== Segment start ==

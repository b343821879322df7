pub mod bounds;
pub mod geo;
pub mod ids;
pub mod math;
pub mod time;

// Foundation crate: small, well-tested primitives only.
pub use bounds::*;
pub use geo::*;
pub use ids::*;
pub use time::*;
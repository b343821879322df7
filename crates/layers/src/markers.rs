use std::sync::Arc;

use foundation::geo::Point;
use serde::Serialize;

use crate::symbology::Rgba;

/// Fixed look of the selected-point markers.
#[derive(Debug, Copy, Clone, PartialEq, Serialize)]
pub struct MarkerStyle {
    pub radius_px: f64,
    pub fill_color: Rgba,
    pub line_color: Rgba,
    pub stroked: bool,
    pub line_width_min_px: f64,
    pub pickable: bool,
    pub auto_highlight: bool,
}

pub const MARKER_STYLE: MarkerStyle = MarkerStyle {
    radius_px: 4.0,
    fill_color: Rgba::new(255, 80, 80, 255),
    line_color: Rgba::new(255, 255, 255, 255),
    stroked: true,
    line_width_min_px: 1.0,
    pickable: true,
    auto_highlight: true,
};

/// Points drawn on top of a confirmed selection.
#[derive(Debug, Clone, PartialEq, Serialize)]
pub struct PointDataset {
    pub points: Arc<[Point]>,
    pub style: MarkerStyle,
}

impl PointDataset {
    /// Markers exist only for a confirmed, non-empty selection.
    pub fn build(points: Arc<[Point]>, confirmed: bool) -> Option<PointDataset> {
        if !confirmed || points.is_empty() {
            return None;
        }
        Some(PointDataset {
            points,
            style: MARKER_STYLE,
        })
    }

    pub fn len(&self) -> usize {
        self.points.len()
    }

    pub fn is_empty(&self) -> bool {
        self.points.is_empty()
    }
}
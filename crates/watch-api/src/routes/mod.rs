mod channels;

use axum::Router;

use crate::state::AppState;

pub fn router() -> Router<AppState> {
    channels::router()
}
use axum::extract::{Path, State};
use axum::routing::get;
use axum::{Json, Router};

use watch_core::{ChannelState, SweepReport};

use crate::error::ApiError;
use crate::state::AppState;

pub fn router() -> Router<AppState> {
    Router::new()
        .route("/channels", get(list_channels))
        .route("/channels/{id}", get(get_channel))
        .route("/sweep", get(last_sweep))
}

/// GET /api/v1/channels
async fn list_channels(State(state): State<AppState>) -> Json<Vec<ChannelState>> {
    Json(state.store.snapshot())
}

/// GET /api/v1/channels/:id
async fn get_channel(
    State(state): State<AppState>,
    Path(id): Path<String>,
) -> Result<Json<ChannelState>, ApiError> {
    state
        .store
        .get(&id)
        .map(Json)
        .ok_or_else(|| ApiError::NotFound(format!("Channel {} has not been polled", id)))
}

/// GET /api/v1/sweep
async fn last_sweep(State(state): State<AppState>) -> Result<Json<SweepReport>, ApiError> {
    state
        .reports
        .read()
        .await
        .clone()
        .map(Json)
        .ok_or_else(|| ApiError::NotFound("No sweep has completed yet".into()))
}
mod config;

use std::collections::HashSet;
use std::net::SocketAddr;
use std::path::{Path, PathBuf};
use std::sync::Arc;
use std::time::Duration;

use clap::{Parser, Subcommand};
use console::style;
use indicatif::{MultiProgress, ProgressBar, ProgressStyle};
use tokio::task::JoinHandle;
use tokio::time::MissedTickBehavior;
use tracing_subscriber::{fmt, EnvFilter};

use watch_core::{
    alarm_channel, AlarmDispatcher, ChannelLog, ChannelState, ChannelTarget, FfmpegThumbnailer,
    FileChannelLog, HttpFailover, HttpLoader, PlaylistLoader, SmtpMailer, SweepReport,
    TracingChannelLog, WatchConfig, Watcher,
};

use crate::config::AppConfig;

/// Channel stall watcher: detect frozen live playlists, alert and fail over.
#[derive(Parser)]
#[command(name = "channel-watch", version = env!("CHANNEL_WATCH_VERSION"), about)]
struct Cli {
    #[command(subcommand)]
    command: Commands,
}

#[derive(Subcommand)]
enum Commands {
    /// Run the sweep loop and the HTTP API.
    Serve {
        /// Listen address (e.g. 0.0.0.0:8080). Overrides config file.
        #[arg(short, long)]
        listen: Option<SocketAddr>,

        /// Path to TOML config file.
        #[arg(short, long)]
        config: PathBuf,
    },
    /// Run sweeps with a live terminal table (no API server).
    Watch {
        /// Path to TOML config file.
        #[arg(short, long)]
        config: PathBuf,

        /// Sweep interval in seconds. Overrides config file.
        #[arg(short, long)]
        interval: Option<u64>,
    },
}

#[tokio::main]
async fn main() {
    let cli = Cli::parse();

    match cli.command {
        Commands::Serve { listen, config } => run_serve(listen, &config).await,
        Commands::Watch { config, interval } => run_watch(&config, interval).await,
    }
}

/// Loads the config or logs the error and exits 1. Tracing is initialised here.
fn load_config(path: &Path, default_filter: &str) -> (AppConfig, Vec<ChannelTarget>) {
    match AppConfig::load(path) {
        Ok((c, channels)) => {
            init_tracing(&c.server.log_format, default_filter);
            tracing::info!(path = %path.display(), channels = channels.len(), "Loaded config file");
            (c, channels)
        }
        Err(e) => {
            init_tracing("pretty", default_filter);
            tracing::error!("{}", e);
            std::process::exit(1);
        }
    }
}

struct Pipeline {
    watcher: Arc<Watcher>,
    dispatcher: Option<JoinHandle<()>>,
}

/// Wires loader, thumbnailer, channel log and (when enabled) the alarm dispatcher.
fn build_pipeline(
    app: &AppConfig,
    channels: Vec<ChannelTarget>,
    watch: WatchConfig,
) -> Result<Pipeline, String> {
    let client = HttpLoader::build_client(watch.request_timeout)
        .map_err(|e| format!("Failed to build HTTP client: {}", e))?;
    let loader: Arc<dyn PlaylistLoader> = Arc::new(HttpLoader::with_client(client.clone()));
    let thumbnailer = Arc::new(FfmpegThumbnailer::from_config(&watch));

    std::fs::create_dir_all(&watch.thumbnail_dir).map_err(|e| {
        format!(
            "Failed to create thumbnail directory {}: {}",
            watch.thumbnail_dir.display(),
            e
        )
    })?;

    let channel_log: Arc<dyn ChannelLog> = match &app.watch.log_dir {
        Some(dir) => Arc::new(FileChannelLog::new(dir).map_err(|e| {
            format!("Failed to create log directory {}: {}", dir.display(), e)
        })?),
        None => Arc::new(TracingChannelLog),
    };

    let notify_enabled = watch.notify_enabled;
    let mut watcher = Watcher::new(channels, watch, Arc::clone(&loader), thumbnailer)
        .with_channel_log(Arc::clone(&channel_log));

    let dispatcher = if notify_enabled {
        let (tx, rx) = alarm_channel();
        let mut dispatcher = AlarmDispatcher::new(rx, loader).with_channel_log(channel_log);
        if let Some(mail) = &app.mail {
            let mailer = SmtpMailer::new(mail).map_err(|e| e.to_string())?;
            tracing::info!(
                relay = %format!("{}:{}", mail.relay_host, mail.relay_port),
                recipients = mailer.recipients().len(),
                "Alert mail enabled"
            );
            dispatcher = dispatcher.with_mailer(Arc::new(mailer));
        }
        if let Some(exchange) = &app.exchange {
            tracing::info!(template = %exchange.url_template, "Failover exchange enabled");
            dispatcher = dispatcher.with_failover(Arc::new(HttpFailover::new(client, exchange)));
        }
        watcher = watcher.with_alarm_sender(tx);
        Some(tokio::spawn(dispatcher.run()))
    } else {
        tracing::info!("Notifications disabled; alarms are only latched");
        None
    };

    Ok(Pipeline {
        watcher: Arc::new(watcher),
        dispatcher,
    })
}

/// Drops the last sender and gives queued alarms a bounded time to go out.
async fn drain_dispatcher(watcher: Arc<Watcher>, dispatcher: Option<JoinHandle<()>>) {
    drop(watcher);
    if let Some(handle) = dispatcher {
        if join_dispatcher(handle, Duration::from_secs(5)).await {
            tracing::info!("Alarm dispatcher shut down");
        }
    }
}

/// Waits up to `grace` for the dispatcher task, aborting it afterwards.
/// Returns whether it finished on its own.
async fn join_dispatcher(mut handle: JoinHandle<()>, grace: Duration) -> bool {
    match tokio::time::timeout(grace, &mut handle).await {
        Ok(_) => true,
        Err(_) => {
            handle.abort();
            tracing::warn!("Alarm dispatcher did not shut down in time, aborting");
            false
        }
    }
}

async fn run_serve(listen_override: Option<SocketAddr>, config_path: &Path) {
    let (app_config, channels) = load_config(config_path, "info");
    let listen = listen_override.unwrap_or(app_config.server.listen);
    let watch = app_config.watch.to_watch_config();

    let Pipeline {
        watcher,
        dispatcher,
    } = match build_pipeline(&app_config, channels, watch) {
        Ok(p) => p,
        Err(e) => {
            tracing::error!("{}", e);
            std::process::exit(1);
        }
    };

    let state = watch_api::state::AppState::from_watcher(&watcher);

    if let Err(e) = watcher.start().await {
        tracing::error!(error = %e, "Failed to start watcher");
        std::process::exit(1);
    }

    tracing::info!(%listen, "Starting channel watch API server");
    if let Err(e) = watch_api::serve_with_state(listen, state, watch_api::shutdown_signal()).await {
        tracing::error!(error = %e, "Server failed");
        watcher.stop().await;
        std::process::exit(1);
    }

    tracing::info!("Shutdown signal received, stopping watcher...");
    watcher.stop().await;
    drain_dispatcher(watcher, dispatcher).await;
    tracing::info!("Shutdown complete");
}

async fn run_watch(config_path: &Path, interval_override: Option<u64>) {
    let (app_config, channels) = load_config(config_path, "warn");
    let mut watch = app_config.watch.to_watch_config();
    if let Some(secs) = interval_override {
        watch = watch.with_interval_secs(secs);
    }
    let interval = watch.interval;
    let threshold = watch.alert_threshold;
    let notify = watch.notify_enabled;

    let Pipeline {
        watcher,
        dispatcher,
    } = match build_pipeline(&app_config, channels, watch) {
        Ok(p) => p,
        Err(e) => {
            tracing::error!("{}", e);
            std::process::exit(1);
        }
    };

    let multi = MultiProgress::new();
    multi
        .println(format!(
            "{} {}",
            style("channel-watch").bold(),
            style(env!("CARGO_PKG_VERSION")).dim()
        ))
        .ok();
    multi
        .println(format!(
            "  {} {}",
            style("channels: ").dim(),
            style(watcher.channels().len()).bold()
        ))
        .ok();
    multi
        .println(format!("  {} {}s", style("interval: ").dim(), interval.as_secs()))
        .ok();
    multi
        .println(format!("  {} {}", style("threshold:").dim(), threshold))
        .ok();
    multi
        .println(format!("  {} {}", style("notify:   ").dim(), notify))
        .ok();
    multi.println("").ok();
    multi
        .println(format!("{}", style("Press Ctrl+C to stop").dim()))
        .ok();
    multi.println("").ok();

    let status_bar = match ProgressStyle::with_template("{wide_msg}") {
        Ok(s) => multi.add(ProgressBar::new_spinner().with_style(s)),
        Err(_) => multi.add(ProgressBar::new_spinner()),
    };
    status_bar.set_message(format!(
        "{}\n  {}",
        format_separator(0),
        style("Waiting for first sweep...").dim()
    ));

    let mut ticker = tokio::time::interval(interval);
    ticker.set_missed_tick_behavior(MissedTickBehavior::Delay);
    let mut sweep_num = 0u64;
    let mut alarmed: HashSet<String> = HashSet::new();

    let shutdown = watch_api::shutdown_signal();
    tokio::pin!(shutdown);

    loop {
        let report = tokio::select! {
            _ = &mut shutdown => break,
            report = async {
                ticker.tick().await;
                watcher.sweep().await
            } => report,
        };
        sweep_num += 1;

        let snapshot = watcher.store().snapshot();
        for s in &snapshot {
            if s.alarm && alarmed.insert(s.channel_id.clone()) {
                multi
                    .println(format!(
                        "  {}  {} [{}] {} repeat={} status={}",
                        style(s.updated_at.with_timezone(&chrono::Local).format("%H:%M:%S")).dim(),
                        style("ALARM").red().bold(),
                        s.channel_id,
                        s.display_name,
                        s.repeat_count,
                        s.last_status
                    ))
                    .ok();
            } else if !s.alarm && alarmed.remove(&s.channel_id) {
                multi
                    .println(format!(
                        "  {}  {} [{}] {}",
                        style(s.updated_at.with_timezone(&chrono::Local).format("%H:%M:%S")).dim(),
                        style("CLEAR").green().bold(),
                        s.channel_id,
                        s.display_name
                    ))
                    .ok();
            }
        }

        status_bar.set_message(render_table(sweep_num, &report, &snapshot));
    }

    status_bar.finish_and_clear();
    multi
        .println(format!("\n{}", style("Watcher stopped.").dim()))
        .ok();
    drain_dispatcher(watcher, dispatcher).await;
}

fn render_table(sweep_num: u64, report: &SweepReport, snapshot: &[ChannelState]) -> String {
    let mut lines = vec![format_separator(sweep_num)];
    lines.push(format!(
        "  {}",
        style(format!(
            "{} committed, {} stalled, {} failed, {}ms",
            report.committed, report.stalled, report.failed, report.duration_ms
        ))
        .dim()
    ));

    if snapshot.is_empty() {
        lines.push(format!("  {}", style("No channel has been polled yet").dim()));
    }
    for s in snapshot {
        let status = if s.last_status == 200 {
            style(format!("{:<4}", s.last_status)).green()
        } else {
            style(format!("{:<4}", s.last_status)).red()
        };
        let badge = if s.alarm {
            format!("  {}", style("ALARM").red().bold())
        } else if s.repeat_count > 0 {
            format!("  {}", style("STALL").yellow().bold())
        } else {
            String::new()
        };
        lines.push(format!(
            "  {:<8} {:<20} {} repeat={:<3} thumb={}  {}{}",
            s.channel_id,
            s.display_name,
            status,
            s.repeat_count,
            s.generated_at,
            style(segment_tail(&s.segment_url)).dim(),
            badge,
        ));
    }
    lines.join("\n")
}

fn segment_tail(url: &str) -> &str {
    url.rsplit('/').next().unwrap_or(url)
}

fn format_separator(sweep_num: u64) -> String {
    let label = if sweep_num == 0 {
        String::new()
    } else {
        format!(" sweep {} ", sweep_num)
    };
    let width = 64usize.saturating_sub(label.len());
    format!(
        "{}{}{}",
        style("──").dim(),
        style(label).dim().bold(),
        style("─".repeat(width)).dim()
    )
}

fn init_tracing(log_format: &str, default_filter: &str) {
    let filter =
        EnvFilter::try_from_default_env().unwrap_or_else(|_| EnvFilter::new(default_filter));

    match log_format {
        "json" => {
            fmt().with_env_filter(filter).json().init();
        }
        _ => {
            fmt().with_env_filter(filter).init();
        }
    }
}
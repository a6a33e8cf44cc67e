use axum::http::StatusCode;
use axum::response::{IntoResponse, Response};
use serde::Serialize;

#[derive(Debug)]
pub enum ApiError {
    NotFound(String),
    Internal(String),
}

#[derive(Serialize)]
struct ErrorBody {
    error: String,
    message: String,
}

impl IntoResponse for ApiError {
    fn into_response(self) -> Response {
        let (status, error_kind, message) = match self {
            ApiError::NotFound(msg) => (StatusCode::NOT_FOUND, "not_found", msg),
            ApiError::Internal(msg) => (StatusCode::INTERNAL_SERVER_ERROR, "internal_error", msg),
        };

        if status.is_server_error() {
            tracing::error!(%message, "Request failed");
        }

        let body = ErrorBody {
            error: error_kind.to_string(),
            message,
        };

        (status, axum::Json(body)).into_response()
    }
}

== Segment end ==

What this task involves –
Please return each line of the listing above that contains "self".

Answer space –
    pub fn len(&self) -> usize {
        self.points.len()
    pub fn is_empty(&self) -> bool {
        self.points.is_empty()
    fn into_response(self) -> Response {
        let (status, error_kind, message) = match self {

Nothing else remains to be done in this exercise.